Adopted by Altenmarkt
In this picturesque Alpine village at the heart of Austrian ski culture, two guests from Vienna felt like friends of the family
At its best, people say, Austrian hospitality is luxurious yet also familiar and with a friendliness that seems instinctive rather than trained.
Our stay at the Hotel Schartner in Altenmarkt near Salzburg wasn’t a holiday, exactly – it was an adoption: We were the ones adopted. Eldest son Bernhard greeted us with a smile at the reception. Middle son Christian, a professional photographer whose images decorate the walls of the hotel, guided us around the best spots of the extensive Ski Amadé region. When we arrived back from the slopes, father Bernhard senior cooked up a gourmet four course meal in a dining room paneled by timber from his own carpentry and joined us for a post-prandial glass of wine and chin-wag about local history, culture and gossip. His Greek wife Christina indulged us with a digestif of ouzo from her home village and then we wandered in for a night-cap at the bar, served by the youngest son and budding musician Johnny. And then, late in the early morning hours the ever smiling daughter, an art graduate, served us breakfast.
The hotel itself is divided into two buildings separated by large landscaped garden, deeply snow-laden in winter, brightly lit by fir trees and centered by a timbered Alpine hut where once a week Bernhard senior gets out his accordion and treats the guests to an evening of riotous Pongau ‘culture’ involving a large amount of Schnapps and a bizarre instrument called the Teufelsgeige or ‘devil’s violin’ - a sort of tambourine on a stick. In the early evening, you can look out over this garden of wintry Kitsch as you lie outside on the snow in a deckchair with stream rising in great clouds off your body and into the night sky as you cool off from an invigorating sauna. The spacious cabin of the sauna is lined with dark brown weather-beaten wood taken from the walls of derelict farm Alpine farmhouses.
This really is the heartland of Austrian ski culture. Michael Walchhofer, the reigning Downhill World Cup holder, lives in the house next door to the Hotel Schartner and owns a hotel in his home village of Zauchensee, a ten minute winding drive on road lined by fir trees to a high cul-de-sac in the valley. From there you can ski over to Klein Arl where Austria’s most successful female champion Anne-Marie Pröll still runs a hut. Iconic Olympic gold medalist Hermann Maier, meanwhile, still lives in the neighboring village of Flachau, where his family runs a ski school.
The best skiing in the resort is around Zauchensee, which is still a quiet hamlet exuding an atmosphere of rural calm despite the explosion of the winter sports industry. The little huddle of hotels is surrounded on three sides by some challengingly steep runs, each with gentler variations for the less experienced skiers. To connect from there with Klein Arl, which is even quieter, you have to ski down to Flachauwinkel, an unromantic stop on the Tauern motorway that connects Salzburg with Villach, and then take an eccentric ride on a sort of tractor-drawn wheeled wooden train that takes you underneath the motorway.
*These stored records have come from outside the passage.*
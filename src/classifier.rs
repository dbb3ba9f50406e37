// 🏷️ Change Classifier - one notification per roster change
// Updated pairs report a single dominant reason, checked in fixed priority:
// team → end date → roster status → role. Any other field is not announced.

use crate::reconciliation::ChangeSet;
use crate::record::Record;
use serde::Serialize;
use tracing::debug;

// ============================================================================
// REASONS & COLORS
// ============================================================================

#[derive(Debug, Clone, Copy, PartialEq, Eq, Serialize)]
pub enum ChangeReason {
    TeamChange,
    EndDateChange,
    RosterStatusChange,
    RoleChange,
    Added,
    Removed,
}

impl ChangeReason {
    /// Update reasons, highest priority first
    pub const UPDATE_PRIORITY: [ChangeReason; 4] = [
        ChangeReason::TeamChange,
        ChangeReason::EndDateChange,
        ChangeReason::RosterStatusChange,
        ChangeReason::RoleChange,
    ];

    /// Whether the watched field behind this reason differs between the two records
    pub fn differs(&self, old: &Record, new: &Record) -> bool {
        match self {
            ChangeReason::TeamChange => old.team_name() != new.team_name(),
            ChangeReason::EndDateChange => old.end_date() != new.end_date(),
            ChangeReason::RosterStatusChange => old.roster_status() != new.roster_status(),
            ChangeReason::RoleChange => old.role() != new.role(),
            ChangeReason::Added | ChangeReason::Removed => false,
        }
    }

    pub fn color(&self) -> NotificationColor {
        match self {
            ChangeReason::Added => NotificationColor::Added,
            ChangeReason::Removed => NotificationColor::Removed,
            _ => NotificationColor::Update,
        }
    }
}

#[derive(Debug, Clone, Copy, PartialEq, Eq, Serialize)]
pub enum NotificationColor {
    Update,
    Added,
    Removed,
}

impl NotificationColor {
    /// Embed color as a 24-bit RGB integer
    pub fn value(&self) -> u32 {
        match self {
            NotificationColor::Update => 0x118822,
            NotificationColor::Removed => 0xDD3322,
            NotificationColor::Added => 0x2266EE,
        }
    }
}

// ============================================================================
// NOTIFICATION
// ============================================================================

#[derive(Debug, Clone, PartialEq, Serialize)]
pub struct Notification {
    pub reason: ChangeReason,
    pub color: NotificationColor,
    pub title: String,

    /// Handle whose profile image should illustrate the message
    pub image_handle: Option<String>,
}

impl Notification {
    fn about(reason: ChangeReason, subject: &Record, title: String) -> Self {
        Notification {
            reason,
            color: reason.color(),
            title,
            image_handle: Some(subject.handle_name().to_string()),
        }
    }
}

// ============================================================================
// CLASSIFIER
// ============================================================================

#[derive(Debug, Default, Clone, Copy)]
pub struct ChangeClassifier;

impl ChangeClassifier {
    pub fn new() -> Self {
        ChangeClassifier
    }

    /// Dominant reason for an updated pair, `None` when only unwatched fields differ
    pub fn dominant_reason(&self, old: &Record, new: &Record) -> Option<ChangeReason> {
        ChangeReason::UPDATE_PRIORITY
            .into_iter()
            .find(|reason| reason.differs(old, new))
    }

    pub fn classify_update(&self, old: &Record, new: &Record) -> Option<Notification> {
        let reason = self.dominant_reason(old, new)?;

        let title = match reason {
            ChangeReason::TeamChange => format!(
                "{}({} {}, {}, ex-{}) joined {}",
                new.handle_name(),
                new.first_name(),
                new.family_name(),
                new.role(),
                old.team_name(),
                new.team_name(),
            ),
            ChangeReason::EndDateChange => format!(
                "The end date of {}({} {}, {} in {}) was changed from {} to {}",
                new.handle_name(),
                new.first_name(),
                new.family_name(),
                new.role(),
                new.team_name(),
                old.end_date(),
                new.end_date(),
            ),
            ChangeReason::RosterStatusChange => format!(
                "{}({} {}, {} in {}) is {} now",
                new.handle_name(),
                new.first_name(),
                new.family_name(),
                new.role(),
                new.team_name(),
                new.roster_status(),
            ),
            ChangeReason::RoleChange => format!(
                "{}({} {} in {}) changed role from {} to {}",
                new.handle_name(),
                new.first_name(),
                new.family_name(),
                new.team_name(),
                old.role(),
                new.role(),
            ),
            ChangeReason::Added | ChangeReason::Removed => return None,
        };

        Some(Notification::about(reason, new, title))
    }

    pub fn classify_added(&self, record: &Record) -> Notification {
        let title = format!(
            "{}({} {}, {}) joined {}",
            record.handle_name(),
            record.first_name(),
            record.family_name(),
            record.role(),
            record.team_name(),
        );
        Notification::about(ChangeReason::Added, record, title)
    }

    pub fn classify_removed(&self, record: &Record) -> Notification {
        let title = format!(
            "{}({} {}, {}) was removed from {}",
            record.handle_name(),
            record.first_name(),
            record.family_name(),
            record.role(),
            record.team_name(),
        );
        Notification::about(ChangeReason::Removed, record, title)
    }

    /// All notifications for a run: updates (pairing order), then removals, then additions
    pub fn classify(&self, changes: &ChangeSet) -> Vec<Notification> {
        let mut notifications = Vec::new();

        for (old, new) in changes.updated_pairs() {
            match self.classify_update(old, new) {
                Some(notification) => notifications.push(notification),
                None => debug!(key = %new.key(), "update touches no watched field"),
            }
        }

        notifications.extend(changes.removed.iter().map(|r| self.classify_removed(r)));
        notifications.extend(changes.added.iter().map(|r| self.classify_added(r)));

        notifications
    }
}

// ============================================================================
// TESTS
// ============================================================================

#[cfg(test)]
mod tests {
    use super::*;
    use crate::record::{League, RecordFields};

    fn create_test_record(team: &str, end_date: i32, role: &str, status: &str) -> Record {
        Record::new(
            League::Emea,
            RecordFields {
                team_name: team.to_string(),
                handle_name: "Boaster".to_string(),
                role: role.to_string(),
                first_name: "Jake".to_string(),
                family_name: "Howlett".to_string(),
                end_date: end_date.to_string(),
                resident: "Yes".to_string(),
                roster_status: status.to_string(),
                team_tag: "FNC".to_string(),
                team_contact_info: "contact".to_string(),
            },
        )
    }

    #[test]
    fn test_team_change_title() {
        let classifier = ChangeClassifier::new();
        let old = create_test_record("Foo", 2024, "IGL", "Active");
        let new = create_test_record("Bar", 2024, "IGL", "Active");

        let n = classifier.classify_update(&old, &new).unwrap();

        assert_eq!(n.reason, ChangeReason::TeamChange);
        assert_eq!(n.title, "Boaster(Jake Howlett, IGL, ex-Foo) joined Bar");
        assert_eq!(n.color, NotificationColor::Update);
        assert_eq!(n.image_handle.as_deref(), Some("Boaster"));
    }

    #[test]
    fn test_team_beats_end_date() {
        let classifier = ChangeClassifier::new();
        let old = create_test_record("Foo", 2024, "IGL", "Active");
        let new = create_test_record("Bar", 2026, "Duelist", "Inactive");

        let n = classifier.classify_update(&old, &new).unwrap();

        assert_eq!(n.reason, ChangeReason::TeamChange);
    }

    #[test]
    fn test_end_date_beats_status_and_role() {
        let classifier = ChangeClassifier::new();
        let old = create_test_record("Foo", 2024, "IGL", "Active");
        let new = create_test_record("Foo", 2026, "Duelist", "Inactive");

        let n = classifier.classify_update(&old, &new).unwrap();

        assert_eq!(n.reason, ChangeReason::EndDateChange);
        assert_eq!(
            n.title,
            "The end date of Boaster(Jake Howlett, Duelist in Foo) was changed from 2024 to 2026"
        );
    }

    #[test]
    fn test_status_beats_role() {
        let classifier = ChangeClassifier::new();
        let old = create_test_record("Foo", 2024, "IGL", "Active");
        let new = create_test_record("Foo", 2024, "Duelist", "Inactive");

        let n = classifier.classify_update(&old, &new).unwrap();

        assert_eq!(n.reason, ChangeReason::RosterStatusChange);
        assert_eq!(n.title, "Boaster(Jake Howlett, Duelist in Foo) is Inactive now");
    }

    #[test]
    fn test_role_change_title() {
        let classifier = ChangeClassifier::new();
        let old = create_test_record("Foo", 2024, "IGL", "Active");
        let new = create_test_record("Foo", 2024, "Coach", "Active");

        let n = classifier.classify_update(&old, &new).unwrap();

        assert_eq!(n.reason, ChangeReason::RoleChange);
        assert_eq!(n.title, "Boaster(Jake Howlett in Foo) changed role from IGL to Coach");
    }

    #[test]
    fn test_unwatched_field_is_silent() {
        let classifier = ChangeClassifier::new();
        let old = create_test_record("Foo", 2024, "IGL", "Active");
        let mut values = old.values();
        values[10] = "someone-else".to_string();
        values[9] = "FOO".to_string();
        let new = Record::from_fields(&values).unwrap();

        assert_ne!(old, new);
        assert_eq!(classifier.dominant_reason(&old, &new), None);
        assert!(classifier.classify_update(&old, &new).is_none());
    }

    #[test]
    fn test_added_and_removed_titles() {
        let classifier = ChangeClassifier::new();
        let record = create_test_record("Foo", 2024, "IGL", "Active");

        let added = classifier.classify_added(&record);
        let removed = classifier.classify_removed(&record);

        assert_eq!(added.title, "Boaster(Jake Howlett, IGL) joined Foo");
        assert_eq!(added.color.value(), 0x2266EE);
        assert_eq!(removed.title, "Boaster(Jake Howlett, IGL) was removed from Foo");
        assert_eq!(removed.color.value(), 0xDD3322);
    }

    #[test]
    fn test_emission_order_updates_removed_added() {
        let classifier = ChangeClassifier::new();
        let changes = ChangeSet {
            updated_old: vec![create_test_record("Foo", 2024, "IGL", "Active")],
            updated_new: vec![create_test_record("Bar", 2024, "IGL", "Active")],
            added: vec![create_test_record("Baz", 2025, "IGL", "Active")],
            removed: vec![create_test_record("Qux", 2023, "IGL", "Active")],
        };

        let reasons: Vec<ChangeReason> =
            classifier.classify(&changes).into_iter().map(|n| n.reason).collect();

        assert_eq!(
            reasons,
            vec![ChangeReason::TeamChange, ChangeReason::Removed, ChangeReason::Added]
        );
    }

    #[test]
    fn test_silent_pair_does_not_hide_later_pairs() {
        let classifier = ChangeClassifier::new();
        let quiet_old = create_test_record("Foo", 2024, "IGL", "Active");
        let mut values = quiet_old.values();
        values[10] = "changed".to_string();
        let quiet_new = Record::from_fields(&values).unwrap();

        let changes = ChangeSet {
            updated_old: vec![quiet_old, create_test_record("Foo", 2024, "IGL", "Active")],
            updated_new: vec![quiet_new, create_test_record("Foo", 2025, "IGL", "Active")],
            ..ChangeSet::default()
        };

        let notifications = classifier.classify(&changes);

        assert_eq!(notifications.len(), 1);
        assert_eq!(notifications[0].reason, ChangeReason::EndDateChange);
    }
}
Maier’s village Flachau, a five-minute drive from Altenmarkt, is the brash big brother of the resort, with busy, flat pistes and a roaringly boozy après-ski scene, but from there you can connect with quieter Wagrain on long, wide and steeper runs serviced by gondola cable cars. From the bottom of those slopes, it is a quick bus ride across to the Greifenberg and Alpendorf area where you are likely to find the best snow in the area. Then, finally there is an area that connects Altenmarkt itself with nearby Radstadt, a ski area with a distinctly old-fashioned atmosphere, complete, for the moment at least, with an ancient two-man chairlift with a timber-landing ramp that recalls the early pioneering days of bringing mass tourism to the Alps.
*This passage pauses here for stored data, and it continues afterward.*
// 📥 Roster Feed - where the incoming snapshot comes from
// The published spreadsheet (HTML) in production, a CSV export for offline runs.
// Both go through the same row filter.

use crate::record::{League, Record, COLUMN_COUNT};
use anyhow::{Context, Result};
use regex::Regex;
use std::path::{Path, PathBuf};
use std::sync::OnceLock;
use tracing::debug;

// ============================================================================
// SOURCE TRAIT
// ============================================================================

/// Produces a complete incoming snapshot or fails; never a partial one
pub trait RosterSource {
    fn fetch(&self) -> Result<Vec<Record>>;

    /// Short description for logs
    fn describe(&self) -> String;
}

/// Fixed snapshot, handy for replaying a known state
impl RosterSource for Vec<Record> {
    fn fetch(&self) -> Result<Vec<Record>> {
        Ok(self.clone())
    }

    fn describe(&self) -> String {
        format!("{} in-memory records", self.len())
    }
}

// ============================================================================
// ROW FILTER
// ============================================================================

fn year_pattern() -> &'static Regex {
    static YEAR: OnceLock<Regex> = OnceLock::new();
    YEAR.get_or_init(|| Regex::new(r"20\d{2}").expect("valid year pattern"))
}

/// A row is a roster line when it is long enough, starts with a known league
/// code and names the person (first and family name present).
pub fn is_roster_row<S: AsRef<str>>(cells: &[S]) -> bool {
    cells.len() >= COLUMN_COUNT
        && League::from_code(cells[0].as_ref()).is_some()
        && !cells[4].as_ref().is_empty()
        && !cells[5].as_ref().is_empty()
}

/// The contract year embedded anywhere in the cell ("Dec 2025*" → "2025"), else "0"
pub fn extract_end_year(cell: &str) -> String {
    year_pattern()
        .find(cell)
        .map(|m| m.as_str().to_string())
        .unwrap_or_else(|| "0".to_string())
}

/// Turn raw table rows into records, dropping headers, blanks and malformed lines
pub fn parse_rows<I>(rows: I) -> Vec<Record>
where
    I: IntoIterator<Item = Vec<String>>,
{
    let mut records = Vec::new();
    let mut skipped = 0usize;

    for row in rows {
        let mut cells: Vec<String> = row.into_iter().map(|c| c.trim_end().to_string()).collect();
        if !is_roster_row(&cells) {
            skipped += 1;
            continue;
        }
        cells[6] = extract_end_year(&cells[6]);
        cells.truncate(COLUMN_COUNT);
        if let Some(record) = Record::from_fields(&cells) {
            records.push(record);
        }
    }

    debug!(kept = records.len(), skipped, "parsed feed rows");
    records
}

// ============================================================================
// CSV FEED
// ============================================================================

/// Headerless CSV with the 11 roster columns in feed order
#[derive(Debug, Clone)]
pub struct CsvFeed {
    path: PathBuf,
}

impl CsvFeed {
    pub fn new(path: impl Into<PathBuf>) -> Self {
        CsvFeed { path: path.into() }
    }

    pub fn path(&self) -> &Path {
        &self.path
    }
}

impl RosterSource for CsvFeed {
    fn fetch(&self) -> Result<Vec<Record>> {
        let mut rdr = csv::ReaderBuilder::new()
            .has_headers(false)
            .flexible(true)
            .from_path(&self.path)
            .with_context(|| format!("Failed to open CSV feed {}", self.path.display()))?;

        let rows = rdr
            .records()
            .map(|row| row.map(|r| r.iter().map(str::to_string).collect::<Vec<String>>()))
            .collect::<Result<Vec<_>, _>>()
            .context("Failed to read CSV feed row")?;

        Ok(parse_rows(rows))
    }

    fn describe(&self) -> String {
        format!("csv {}", self.path.display())
    }
}

// ============================================================================
// SPREADSHEET FEED (published HTML)
// ============================================================================

#[cfg(feature = "net")]
pub use spreadsheet::SpreadsheetFeed;

#[cfg(feature = "net")]
mod spreadsheet {
    use super::{parse_rows, RosterSource};
    use crate::record::Record;
    use anyhow::{anyhow, Context, Result};
    use scraper::{Html, Selector};
    use std::time::Duration;
    use tracing::info;

    const TIMEOUT: Duration = Duration::from_secs(10);

    pub struct SpreadsheetFeed {
        url: String,
        http: reqwest::blocking::Client,
    }

    impl SpreadsheetFeed {
        pub fn new(url: impl Into<String>) -> Result<Self> {
            let http = reqwest::blocking::Client::builder()
                .timeout(TIMEOUT)
                .build()
                .context("Failed to create HTTP client")?;
            Ok(SpreadsheetFeed { url: url.into(), http })
        }
    }

    /// Every `<tr>` becomes one row of its `<td>` texts
    pub fn table_rows(html: &str) -> Result<Vec<Vec<String>>> {
        let document = Html::parse_document(html);
        let tr = Selector::parse("tr").map_err(|e| anyhow!("invalid selector: {e}"))?;
        let td = Selector::parse("td").map_err(|e| anyhow!("invalid selector: {e}"))?;

        Ok(document
            .select(&tr)
            .map(|row| row.select(&td).map(|cell| cell.text().collect::<String>()).collect())
            .collect())
    }

    impl RosterSource for SpreadsheetFeed {
        fn fetch(&self) -> Result<Vec<Record>> {
            let body = self
                .http
                .get(&self.url)
                .send()
                .and_then(|r| r.error_for_status())
                .with_context(|| format!("Failed to fetch roster feed {}", self.url))?
                .text()
                .context("Failed to read roster feed body")?;

            let records = parse_rows(table_rows(&body)?);
            info!(count = records.len(), "roster feed fetched");
            Ok(records)
        }

        fn describe(&self) -> String {
            format!("spreadsheet {}", self.url)
        }
    }

}

// ============================================================================
// TESTS
// ============================================================================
All in all there are 270 lifts and more than enough skiing to make you really deserve that sauna and opulent dinner. You can ski up to 10,000 meters of altitude in a full day and rarely take the same lift twice.
New lifts are being planned to connect the different areas without the need for buses - with cables set to run high above the sleepy villages. Perhaps that would be a shame. The odd drive or bus ride seem to have saved the area around Altenmarkt from becoming just another Disney Land of Austrian mountain culture. While the package tours head to more internationally renowned resorts of Kitzbühel, St. Anton and Saalbach- Hinterglemm, the Ski Amadé region seems like a true skier’s resort, popular above all with Austrian skiers and other than certain areas of Flachau, is more about fresh air than booze or fur coats.
Above all Altenmarkt, where the famous ski manufacturer Atomic is based, feels like a living, working Alpine small town – exactly the sort of place where you might find the unpretentious luxury of the Hotel Schartner, where the guests, drawn by word of mouth rather than glossy brochures, feel like friends of the family. It’s Austrian hospitality at its very best.